The BBC’s Panorama is to launch an unprecedented investigation into its own affairs in an effort to get to the bottom of how Martin Bashir obtained his notorious interview with Princess Diana
The move signals the depth of concern at the broadcaster over the allegations of forgery, deception and cover-up which have emerged in relation to the 1995 interview.
It suggests there are doubts at the highest level that the official probe launched by BBC director-general Tim Davie and headed by retired Supreme Court judge Lord Dyson will go far enough.
A Panorama-led inquisition, it is believed, could go some way to assuaging public mistrust, as well as heading off criticisms from Diana’s brother, Earl Spencer, that the parameters of the inquiry are too narrow.
Last night Mr Ware, 72, who worked on the flagship current affairs programme between 1986 and 2012, declined to comment.
It is not the first time he has been tasked to investigate another branch of the BBC. In 2004, he examined the Today programme’s report into the death of Dr David Kelly. His award-winning Panorama programme, A Fight To The Death, exposed failings by the station and triggered the Hutton Inquiry.
Diana’s brother Earl Spencer (left) has alleged Mr Bashir (right) showed him fake financial documents and told untrue stories about the royal family to gain access to Diana
But this would be the first time Panorama has effectively investigated itself. Mr Ware is expected to team up with the programme’s editor Rachel Jupp and producer Leo Telling on the investigation.

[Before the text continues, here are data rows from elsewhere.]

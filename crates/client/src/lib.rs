//! HTTP collaborator for the control backend.
//!
//! Thin by design: every method issues one request and decodes one reply
//! into a protocol type. All reconciliation logic lives in
//! `ovenpilot-core`; a failed request here surfaces as a notification
//! there and the next poll tick retries.

use ovenpilot_protocol::{ChartData, MessageReply, RunRequest, StatusQuery, StatusReply};
use serde::de::DeserializeOwned;
use thiserror::Error;
use tracing::{debug, warn};

#[derive(Debug, Error)]
pub enum ClientError {
    #[error("request failed: {0}")]
    Http(#[from] reqwest::Error),
    /// Non-2xx reply; the backend sends human-readable error bodies, so
    /// the body is the message.
    #[error("{body}")]
    Status { code: u16, body: String },
}

/// Client for one backend instance.
#[derive(Debug, Clone)]
pub struct OvenClient {
    base: String,
    http: reqwest::Client,
}

impl OvenClient {
    pub fn new(base: impl Into<String>) -> Self {
        let mut base = base.into();
        while base.ends_with('/') {
            base.pop();
        }
        Self {
            base,
            http: reqwest::Client::new(),
        }
    }

    pub fn base(&self) -> &str {
        &self.base
    }

    /// `GET /get_status` — full history on init, otherwise only samples
    /// past the cursor.
    pub async fn status(&self, query: StatusQuery) -> Result<StatusReply, ClientError> {
        let url = status_url(&self.base, query);
        debug!(%url, "polling status");
        let response = self.http.get(&url).send().await?;
        decode(response).await
    }

    /// `POST /run_process` — submit the profile (and optional gains) and
    /// start the control loop.
    pub async fn run(&self, request: &RunRequest) -> Result<MessageReply, ClientError> {
        debug!(points = request.profile.len(), "submitting run request");
        let response = self
            .http
            .post(format!("{}/run_process", self.base))
            .json(request)
            .send()
            .await?;
        decode(response).await
    }

    /// `GET /kill_process` — terminate the control loop.
    pub async fn kill(&self) -> Result<MessageReply, ClientError> {
        debug!("sending kill request");
        let response = self
            .http
            .get(format!("{}/kill_process", self.base))
            .send()
            .await?;
        decode(response).await
    }

    /// `GET /status_clear` — reset the backend's recorded state.
    pub async fn clear_status(&self) -> Result<MessageReply, ClientError> {
        debug!("sending clear request");
        let response = self
            .http
            .get(format!("{}/status_clear", self.base))
            .send()
            .await?;
        decode(response).await
    }

    /// `GET /get_chart_data` — the whole run (samples, recipe,
    /// interpolated target curve) for export.
    pub async fn chart_data(&self) -> Result<ChartData, ClientError> {
        debug!("fetching chart data");
        let response = self
            .http
            .get(format!("{}/get_chart_data", self.base))
            .send()
            .await?;
        decode(response).await
    }
}

fn status_url(base: &str, query: StatusQuery) -> String {
    if query.is_init {
        format!("{base}/get_status?isInit=True")
    } else {
        format!("{base}/get_status?minKey={}", query.min_key)
    }
}

async fn decode<T: DeserializeOwned>(response: reqwest::Response) -> Result<T, ClientError> {
    let code = response.status();
    if !code.is_success() {
        let body = response.text().await.unwrap_or_default();
        warn!(%code, %body, "backend rejected request");
        return Err(ClientError::Status {
            code: code.as_u16(),
            body,
        });
    }
    Ok(response.json::<T>().await?)
}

It has been 25 years since Bashir landed the historic interview with the Princess, in which she sensationally revealed there were ‘three people in my marriage’ – a reference to her estranged husband’s relationship with Camilla Parker Bowles, now Duchess of Cornwall.
Five months after the broadcast, The Mail on Sunday revealed that Mr Bashir had commissioned graphic designer Matt Wiessler to forge bank statements to convince Diana that her staff were leaking stories about her. As a result of the allegations, the BBC launched a review of the programme the following year, overseen in part by Tony Hall, then head of news and current affairs, who retired as director-general in August.
It concluded: ‘The BBC has been able, independently, to verify that these documents were put to no use which had any bearing, direct or indirect, on the Panorama interview with the Princess of Wales.’
But after renewed publicity around the anniversary of the interview last month, Earl Spencer called for a fresh investigation into the episode, accusing the Corporation of a ‘whitewash’ in its initial investigation.
Mr Bashir is currently signed off sick after contracting Covid-19 and having a quadruple heart bypass operation. The reporter, who has since been photographed leaving his £2 million home to buy a takeaway and visit a wine shop, is unlikely to return to the BBC.